Исследователи представили метод Visual Skipping, позволяющий оптимизировать работу мультимодальных LLM при обработке длинных визуальных последовательностей. В отличие от традиционных подходов, удаляющих целые токены или слои, новый алгоритм выборочно пропускает вычисления на уровне отдельных операторов. Это позволяет сохранять важные визуальные детали, значительно снижая вычислительную нагрузку и ускоряя генерацию ответов без существенной потери качества.
Современные мультимодальные модели тратят значительные ресурсы на обработку визуальных данных, так как количество токенов изображения растет пропорционально разрешению. Существующие методы ускорения часто действуют слишком грубо, отбрасывая полезную информацию вместе с избыточной. Предложенный подход анализирует вклад каждого оператора в процесс обработки визуального контекста и отключает только те из них, которые не вносят значимого вклада в итоговый результат на конкретном этапе.

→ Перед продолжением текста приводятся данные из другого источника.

use std::sync::Arc;

use chrono::{DateTime, Utc};
use rust_decimal::Decimal;
use tracing::info;

use super::domain::{
    Application, ApplicationDraft, ApplicationStatus, HireOutcome, HirePolicy,
    ProviderApplicationView,
};
use crate::config::MarketplaceConfig;
use crate::marketplace::domain::{
    next_application_id, ApplicationId, Clock, JobPostId, ProviderId, RequesterId,
};
use crate::marketplace::eligibility::{EligibilityGate, ProviderDirectory};
use crate::marketplace::error::MarketplaceError;
use crate::marketplace::jobs::{
    commit, ensure_owner, fetch_post, HiredPerson, JobPost, JobPostRepository, JobPostStatus,
};

/// Owns the per-applicant state machine and the accept-means-hired transition.
///
/// Every mutation goes through a versioned write of the whole post, so concurrent
/// `apply`/`accept`/`reject` calls on one post serialize on the repository.
pub struct ApplicationManager<R, D> {
    posts: Arc<R>,
    eligibility: Arc<EligibilityGate<D>>,
    clock: Arc<dyn Clock>,
    hire_policy: HirePolicy,
    write_attempts: u8,
}

fn normalize_draft(draft: ApplicationDraft) -> Result<ApplicationDraft, MarketplaceError> {
    let cover_message = draft.cover_message.trim().to_string();
    if cover_message.is_empty() {
        return Err(MarketplaceError::validation("cover message is required"));
    }
    if draft.proposed_rate <= Decimal::ZERO {
        return Err(MarketplaceError::validation("proposed rate must be positive"));
    }

    Ok(ApplicationDraft {
        cover_message,
        experience: draft
            .experience
            .map(|text| text.trim().to_string())
            .filter(|text| !text.is_empty()),
        ..draft
    })
}

fn pending_application<'a>(
    post: &'a mut JobPost,
    id: &ApplicationId,
) -> Result<&'a mut Application, MarketplaceError> {
    let application = post
        .application_mut(id)
        .ok_or_else(|| MarketplaceError::not_found(format!("application {id}")))?;
    if application.status != ApplicationStatus::Pending {
        return Err(MarketplaceError::invalid_state(format!(
            "application is already {}",
            application.status.label()
        )));
    }
    Ok(application)
}

fn hire(
    post: &mut JobPost,
    id: &ApplicationId,
    policy: HirePolicy,
    now: DateTime<Utc>,
) -> Result<Vec<ApplicationId>, MarketplaceError> {
    match post.status {
        JobPostStatus::Hired => return Err(MarketplaceError::AlreadyHired),
        status if !status.is_open_for_hiring() => {
            return Err(MarketplaceError::invalid_state(format!(
                "cannot hire on a {} job post",
                status.label()
            )))
        }
        _ => {}
    }

    let application = pending_application(post, id)?;
    application.status = ApplicationStatus::Accepted;
    application.decided_at = Some(now);
    let hired = HiredPerson {
        application_id: application.id.clone(),
        provider_id: application.provider_id.clone(),
        hired_at: now,
    };

    let mut rejected = Vec::new();
    if policy == HirePolicy::RejectOthers {
        for other in post
            .applicants
            .iter_mut()
            .filter(|other| other.status == ApplicationStatus::Pending)
        {
            other.status = ApplicationStatus::Rejected;
            other.decided_at = Some(now);
            rejected.push(other.id.clone());
        }
    }

    post.status = JobPostStatus::Hired;
    post.hired = Some(hired);
    post.updated_at = now;
    Ok(rejected)
}

impl<R, D> ApplicationManager<R, D>
where
    R: JobPostRepository + 'static,
    D: ProviderDirectory + 'static,
{
    pub fn new(
        posts: Arc<R>,
        eligibility: Arc<EligibilityGate<D>>,
        clock: Arc<dyn Clock>,
        config: &MarketplaceConfig,
    ) -> Self {
        Self {
            posts,
            eligibility,
            clock,
            hire_policy: config.hire_policy,
            write_attempts: config.write_attempts,
        }
    }

    pub fn hire_policy(&self) -> HirePolicy {
        self.hire_policy
    }

    /// Submit a `pending` application to an `active` post.
    pub fn apply(
        &self,
        provider: &ProviderId,
        job_post_id: &JobPostId,
        draft: ApplicationDraft,
    ) -> Result<Application, MarketplaceError> {
        self.eligibility.require_eligible(provider)?;
        let draft = normalize_draft(draft)?;
        let now = self.clock.now();
        let application_id = next_application_id();

        let stored = commit(
            self.posts.as_ref(),
            job_post_id,
            self.write_attempts,
            |post| {
                if post.status != JobPostStatus::Active {
                    return Err(MarketplaceError::JobClosed {
                        status: post.status,
                    });
                }
                if post.application_from(provider).is_some() {
                    return Err(MarketplaceError::DuplicateApplication);
                }
                post.applicants.push(Application::from_draft(
                    application_id.clone(),
                    post.id.clone(),
                    provider.clone(),
                    draft.clone(),
                    now,
                ));
                Ok(())
            },
        )?;

        let application = stored
            .application(&application_id)
            .cloned()
            .ok_or_else(|| MarketplaceError::not_found(format!("application {application_id}")))?;
        info!(
            post = %job_post_id,
            application = %application.id,
            provider = %provider,
            "application submitted"
        );
        Ok(application)
    }

    /// Accept a pending applicant and mark the post hired in the same write.
    pub fn accept(
        &self,
        requester: &RequesterId,
        job_post_id: &JobPostId,
        application_id: &ApplicationId,
    ) -> Result<HireOutcome, MarketplaceError> {
        let now = self.clock.now();
        let policy = self.hire_policy;
        let mut rejected = Vec::new();

        let post = commit(
            self.posts.as_ref(),
            job_post_id,
            self.write_attempts,
            |post| {
                ensure_owner(post, requester)?;
                rejected = hire(post, application_id, policy, now)?;
                Ok(())
            },
        )?;

        let hired = post
            .application(application_id)
            .cloned()
            .ok_or_else(|| MarketplaceError::not_found(format!("application {application_id}")))?;
        info!(
            post = %job_post_id,
            application = %application_id,
            provider = %hired.provider_id,
            closed_out = rejected.len(),
            policy = policy.label(),
            "applicant hired"
        );

        Ok(HireOutcome {
            hired,
            post,
            rejected,
        })
    }

    /// Reject a pending applicant; the row stays stored but leaves the requester's view.
    pub fn reject(
        &self,
        requester: &RequesterId,
        job_post_id: &JobPostId,
        application_id: &ApplicationId,
    ) -> Result<Application, MarketplaceError> {
        let now = self.clock.now();

        let post = commit(
            self.posts.as_ref(),
            job_post_id,
            self.write_attempts,
            |post| {
                ensure_owner(post, requester)?;
                let application = pending_application(post, application_id)?;
                application.status = ApplicationStatus::Rejected;
                application.decided_at = Some(now);
                Ok(())
            },
        )?;

        let application = post
            .application(application_id)
            .cloned()
            .ok_or_else(|| MarketplaceError::not_found(format!("application {application_id}")))?;
        info!(post = %job_post_id, application = %application_id, "application rejected");
        Ok(application)
    }

    /// Dispatch for the `setApplicationStatus` boundary operation.
    pub fn set_status(
        &self,
        requester: &RequesterId,
        job_post_id: &JobPostId,
        application_id: &ApplicationId,
        status: ApplicationStatus,
    ) -> Result<Application, MarketplaceError> {
        match status {
            ApplicationStatus::Accepted => self
                .accept(requester, job_post_id, application_id)
                .map(|outcome| outcome.hired),
            ApplicationStatus::Rejected => self.reject(requester, job_post_id, application_id),
            ApplicationStatus::Pending => Err(MarketplaceError::invalid_state(
                "applications cannot be moved back to pending",
            )),
        }
    }

    /// Active (non-rejected) applicants of a post, for its owner.
    pub fn applicants(
        &self,
        requester: &RequesterId,
        job_post_id: &JobPostId,
    ) -> Result<Vec<Application>, MarketplaceError> {
        let post = fetch_post(self.posts.as_ref(), job_post_id)?;
        ensure_owner(&post, requester)?;
        Ok(post.active_applicants().cloned().collect())
    }

    /// Every application the provider has submitted, newest first.
    pub fn my_applications(
        &self,
        provider: &ProviderId,
    ) -> Result<Vec<ProviderApplicationView>, MarketplaceError> {
        let mut views: Vec<ProviderApplicationView> = self
            .posts
            .list_by_applicant(provider)?
            .into_iter()
            .filter_map(|post| {
                post.application_from(provider)
                    .cloned()
                    .map(|application| ProviderApplicationView {
                        application,
                        job_title: post.title.clone(),
                        job_location: post.location.clone(),
                        job_status: post.status,
                    })
            })
            .collect();

        views.sort_by(|left, right| {
            right
                .application
                .submitted_at
                .cmp(&left.application.submitted_at)
                .then_with(|| left.application.id.cmp(&right.application.id))
        });
        Ok(views)
    }
}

Технология позволяет гибко управлять балансом между скоростью инференса и точностью модели. Применение метода на уровне операторов обеспечивает более тонкую настройку, чем при удалении токенов, что особенно критично для задач, требующих анализа мелких деталей на изображениях или длинных видеопоследовательностей. Это решение открывает путь к более эффективному развертыванию тяжелых мультимодальных систем на устройствах с ограниченными вычислительными мощностями.
Ключевые факты
- Метод фокусируется на оптимизации обработки визуальных токенов в мультимодальных LLM.
- Реализован пропуск вычислений на уровне отдельных операторов вместо удаления целых слоев или токенов.
- Подход минимизирует потерю «мелкозернистых» данных, важных для точности модели.
- Технология направлена на снижение общей вычислительной сложности инференса при работе с длинными визуальными последовательностями.